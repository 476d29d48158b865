//! # Stock Audit Trail
//!
//! Append-only [`StockAdjustment`] records plus the [`StockMovement`]
//! envelope that glues a mutation to its audit record.
//!
//! ## One Movement, One Record
//! ```text
//! ┌─────────────────────────────────────────────────────────────────────────┐
//! │  reduce_stock(70) on ShopInventory                                      │
//! │       │                                                                 │
//! │       ▼                                                                 │
//! │  StockMovement {                                                        │
//! │      batch_deltas: [ B1: 50 → 0,  B2: 50 → 30 ]    ← what changed      │
//! │      adjustment:   Sale, -70, before 100, after 30 ← the audit record  │
//! │  }                                                                      │
//! │       │                                                                 │
//! │       ▼                                                                 │
//! │  Caller persists inventory + adjustment in ONE transaction             │
//! └─────────────────────────────────────────────────────────────────────────┘
//! ```
//!
//! Adjustment creation always records `quantity_before` and computes
//! `quantity_after = before + changed`; records are never edited or deleted.

use chrono::{DateTime, Utc};
use serde::{Deserialize, Serialize};
use uuid::Uuid;

use crate::types::AdjustmentType;

// =============================================================================
// Stock Adjustment
// =============================================================================

/// One append-only entry of the stock audit trail.
#[derive(Debug, Clone, Serialize, Deserialize)]
pub struct StockAdjustment {
    /// Unique identifier (UUID v4).
    pub id: String,

    pub shop_id: String,
    pub drug_id: String,

    /// Batch this adjustment is attributed to; `None` when the movement
    /// spanned several batches (FEFO) or no batch applies.
    pub batch_number: Option<String>,

    /// Cause of the adjustment. Closed set.
    pub adjustment_type: AdjustmentType,

    /// Signed change in base units (negative for issues).
    pub quantity_changed: i64,

    /// Total stock before the movement.
    pub quantity_before: i64,

    /// Total stock after the movement. Always `before + changed`.
    pub quantity_after: i64,

    /// Short operator-facing reason ("POS sale", "stock count", ...).
    pub reason: String,

    /// Free-form details.
    pub notes: Option<String>,

    /// Who performed the movement.
    pub adjusted_by: String,

    /// When the movement happened.
    pub adjusted_at: DateTime<Utc>,

    /// Id of the driving record (sale id, transfer id, ...).
    pub reference_id: Option<String>,

    /// Kind of the driving record ("sale", "transfer", ...).
    pub reference_type: Option<String>,
}

impl StockAdjustment {
    /// Creates an adjustment record, computing `quantity_after`.
    #[allow(clippy::too_many_arguments)]
    pub fn new(
        shop_id: impl Into<String>,
        drug_id: impl Into<String>,
        adjustment_type: AdjustmentType,
        quantity_changed: i64,
        quantity_before: i64,
        ctx: &MovementContext,
        adjusted_at: DateTime<Utc>,
    ) -> Self {
        StockAdjustment {
            id: Uuid::new_v4().to_string(),
            shop_id: shop_id.into(),
            drug_id: drug_id.into(),
            batch_number: None,
            adjustment_type,
            quantity_changed,
            quantity_before,
            quantity_after: quantity_before + quantity_changed,
            reason: ctx.reason.clone(),
            notes: ctx.notes.clone(),
            adjusted_by: ctx.adjusted_by.clone(),
            adjusted_at,
            reference_id: ctx.reference_id.clone(),
            reference_type: ctx.reference_type.clone(),
        }
    }

    /// Attributes the adjustment to a single batch.
    pub fn for_batch(mut self, batch_number: impl Into<String>) -> Self {
        self.batch_number = Some(batch_number.into());
        self
    }
}

// =============================================================================
// Movement Context
// =============================================================================

/// Who/why context every stock mutation carries so its audit record can be
/// generated in the same step.
#[derive(Debug, Clone)]
pub struct MovementContext {
    pub adjustment_type: AdjustmentType,
    pub reason: String,
    pub adjusted_by: String,
    pub notes: Option<String>,
    pub reference_id: Option<String>,
    pub reference_type: Option<String>,
}

impl MovementContext {
    pub fn new(
        adjustment_type: AdjustmentType,
        reason: impl Into<String>,
        adjusted_by: impl Into<String>,
    ) -> Self {
        MovementContext {
            adjustment_type,
            reason: reason.into(),
            adjusted_by: adjusted_by.into(),
            notes: None,
            reference_id: None,
            reference_type: None,
        }
    }

    pub fn with_notes(mut self, notes: impl Into<String>) -> Self {
        self.notes = Some(notes.into());
        self
    }

    /// Links the movement to its driving record (sale, transfer, ...).
    pub fn with_reference(
        mut self,
        reference_type: impl Into<String>,
        reference_id: impl Into<String>,
    ) -> Self {
        self.reference_type = Some(reference_type.into());
        self.reference_id = Some(reference_id.into());
        self
    }
}

// =============================================================================
// Stock Movement
// =============================================================================

/// Before/after snapshot of one batch touched by a movement.
#[derive(Debug, Clone, Serialize, Deserialize)]
pub struct BatchDelta {
    pub batch_number: String,
    pub quantity_before: i64,
    pub quantity_after: i64,
    pub expiry_date: DateTime<Utc>,
}

/// The result of one inventory mutation: the generated audit record plus
/// per-batch snapshots, returned together so the caller persists both as
/// one atomic unit.
#[derive(Debug, Clone, Serialize, Deserialize)]
pub struct StockMovement {
    pub adjustment: StockAdjustment,
    pub batch_deltas: Vec<BatchDelta>,
}

impl StockMovement {
    /// Earliest expiry date among the touched batches. Used by transfers to
    /// carry a conservative expiry to the destination.
    pub fn earliest_expiry(&self) -> Option<DateTime<Utc>> {
        self.batch_deltas.iter().map(|d| d.expiry_date).min()
    }
}

// =============================================================================
// Adjustment Filter
// =============================================================================

/// Query filter over the adjustment history (reporting, reconciliation).
#[derive(Debug, Clone, Default)]
pub struct AdjustmentFilter {
    pub shop_id: Option<String>,
    pub drug_id: Option<String>,
    pub adjustment_type: Option<AdjustmentType>,
    pub from: Option<DateTime<Utc>>,
    pub to: Option<DateTime<Utc>>,
}

impl AdjustmentFilter {
    pub fn for_shop(shop_id: impl Into<String>) -> Self {
        AdjustmentFilter {
            shop_id: Some(shop_id.into()),
            ..Default::default()
        }
    }

    pub fn drug(mut self, drug_id: impl Into<String>) -> Self {
        self.drug_id = Some(drug_id.into());
        self
    }

    pub fn of_type(mut self, adjustment_type: AdjustmentType) -> Self {
        self.adjustment_type = Some(adjustment_type);
        self
    }

    pub fn between(mut self, from: DateTime<Utc>, to: DateTime<Utc>) -> Self {
        self.from = Some(from);
        self.to = Some(to);
        self
    }

    /// Whether one record passes the filter.
    pub fn matches(&self, adjustment: &StockAdjustment) -> bool {
        if let Some(shop_id) = &self.shop_id {
            if adjustment.shop_id != *shop_id {
                return false;
            }
        }
        if let Some(drug_id) = &self.drug_id {
            if adjustment.drug_id != *drug_id {
                return false;
            }
        }
        if let Some(t) = self.adjustment_type {
            if adjustment.adjustment_type != t {
                return false;
            }
        }
        if let Some(from) = self.from {
            if adjustment.adjusted_at < from {
                return false;
            }
        }
        if let Some(to) = self.to {
            if adjustment.adjusted_at > to {
                return false;
            }
        }
        true
    }
}

// =============================================================================
// Unit Tests
// =============================================================================

#[cfg(test)]
mod tests {
    use super::*;
    use chrono::TimeZone;

    fn ts(day: u32) -> DateTime<Utc> {
        Utc.with_ymd_and_hms(2025, 6, day, 12, 0, 0).unwrap()
    }

    fn sale_adjustment(day: u32, shop: &str, drug: &str) -> StockAdjustment {
        let ctx = MovementContext::new(AdjustmentType::Sale, "POS sale", "user-1");
        StockAdjustment::new(shop, drug, AdjustmentType::Sale, -70, 100, &ctx, ts(day))
    }

    #[test]
    fn test_quantity_after_is_computed() {
        let adj = sale_adjustment(1, "shop-1", "amox-500");
        assert_eq!(adj.quantity_before, 100);
        assert_eq!(adj.quantity_changed, -70);
        assert_eq!(adj.quantity_after, 30);
        assert!(!adj.id.is_empty());
    }

    #[test]
    fn test_context_reference_carried() {
        let ctx = MovementContext::new(AdjustmentType::TransferOut, "transfer", "user-1")
            .with_reference("transfer", "xfer-9")
            .with_notes("to branch B");
        let adj = StockAdjustment::new(
            "shop-a",
            "amox-500",
            ctx.adjustment_type,
            -20,
            100,
            &ctx,
            ts(2),
        );
        assert_eq!(adj.reference_id.as_deref(), Some("xfer-9"));
        assert_eq!(adj.reference_type.as_deref(), Some("transfer"));
        assert_eq!(adj.notes.as_deref(), Some("to branch B"));
    }

    #[test]
    fn test_movement_earliest_expiry() {
        let ctx = MovementContext::new(AdjustmentType::Sale, "POS sale", "user-1");
        let movement = StockMovement {
            adjustment: StockAdjustment::new(
                "s",
                "d",
                AdjustmentType::Sale,
                -70,
                100,
                &ctx,
                ts(3),
            ),
            batch_deltas: vec![
                BatchDelta {
                    batch_number: "B2".into(),
                    quantity_before: 50,
                    quantity_after: 30,
                    expiry_date: ts(20),
                },
                BatchDelta {
                    batch_number: "B1".into(),
                    quantity_before: 50,
                    quantity_after: 0,
                    expiry_date: ts(10),
                },
            ],
        };
        assert_eq!(movement.earliest_expiry(), Some(ts(10)));
    }

    #[test]
    fn test_filter_matching() {
        let adj = sale_adjustment(5, "shop-1", "amox-500");

        assert!(AdjustmentFilter::for_shop("shop-1").matches(&adj));
        assert!(!AdjustmentFilter::for_shop("shop-2").matches(&adj));
        assert!(AdjustmentFilter::for_shop("shop-1")
            .drug("amox-500")
            .of_type(AdjustmentType::Sale)
            .matches(&adj));
        assert!(!AdjustmentFilter::default()
            .of_type(AdjustmentType::Receipt)
            .matches(&adj));
        assert!(AdjustmentFilter::default()
            .between(ts(1), ts(10))
            .matches(&adj));
        assert!(!AdjustmentFilter::default()
            .between(ts(6), ts(10))
            .matches(&adj));
    }
}
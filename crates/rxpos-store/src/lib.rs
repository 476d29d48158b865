//! # rxpos-store: Repository Seams and Services for Rx POS
//!
//! This crate owns the async boundary of the Rx POS inventory and
//! packaging-pricing engine: repository traits, in-memory implementations,
//! and the orchestration services that pair every stock mutation with its
//! audit record.
//!
//! ## Architecture Position
//! ```text
//! ┌─────────────────────────────────────────────────────────────────────────┐
//! │                        Rx POS Data Flow                                 │
//! │                                                                         │
//! │  API layer (out of scope)                                               │
//! │       │                                                                 │
//! │       ▼                                                                 │
//! │  ┌─────────────────────────────────────────────────────────────────┐   │
//! │  │                    rxpos-store (THIS CRATE)                     │   │
//! │  │                                                                 │   │
//! │  │   ┌────────────────┐   ┌────────────────┐   ┌───────────────┐  │   │
//! │  │   │   Services     │   │  Repository    │   │   In-Memory   │  │   │
//! │  │   │ (service/*)    │──►│    Seams       │◄──│    Backend    │  │   │
//! │  │   │                │   │ (repository/)  │   │  (memory.rs)  │  │   │
//! │  │   │ Packaging      │   │ DrugCatalog    │   │ RwLock maps   │  │   │
//! │  │   │ Inventory      │   │ InventoryRepo  │   │               │  │   │
//! │  │   │ Transfer       │   │ AdjustmentLog  │   │               │  │   │
//! │  │   └────────────────┘   └────────────────┘   └───────────────┘  │   │
//! │  └─────────────────────────────┬───────────────────────────────────┘   │
//! │                                │                                        │
//! │                                ▼                                        │
//! │                     rxpos-core (pure logic)                             │
//! └─────────────────────────────────────────────────────────────────────────┘
//! ```
//!
//! ## Module Organization
//!
//! - [`error`] - Store error types
//! - [`repository`] - Async seams plus [`repository::memory`] backends
//! - [`service`] - Packaging, inventory, and transfer orchestration
//!
//! ## Usage
//!
//! ```rust,ignore
//! use std::sync::Arc;
//! use rxpos_store::repository::memory::*;
//! use rxpos_store::service::inventory::InventoryService;
//!
//! let inventories = Arc::new(MemoryInventoryRepository::new());
//! let suppliers = Arc::new(MemorySupplierDirectory::new());
//! let audit = Arc::new(MemoryAdjustmentLog::new());
//! let service = InventoryService::new(inventories, suppliers, audit);
//!
//! let movement = service
//!     .receive_batch("shop-a", "amox-500", batch, "user-1")
//!     .await?;
//! ```

// =============================================================================
// Module Declarations
// =============================================================================

pub mod error;
pub mod repository;
pub mod service;

// =============================================================================
// Re-exports
// =============================================================================

pub use error::{StoreError, StoreResult};

pub use repository::{
    AdjustmentLog, BarcodeHit, DrugCatalog, InventoryRepository, OverrideRepository, Supplier,
    SupplierDirectory, TransferRepository,
};

pub use service::inventory::InventoryService;
pub use service::packaging::PackagingService;
pub use service::transfer::TransferService;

▶ [TASK ITEM] Pull every line containing the word "orchestration" out of the material and copy it.

▶ [WRITTEN ANSWER]
//! and the orchestration services that pair every stock mutation with its
//! - [`service`] - Packaging, inventory, and transfer orchestration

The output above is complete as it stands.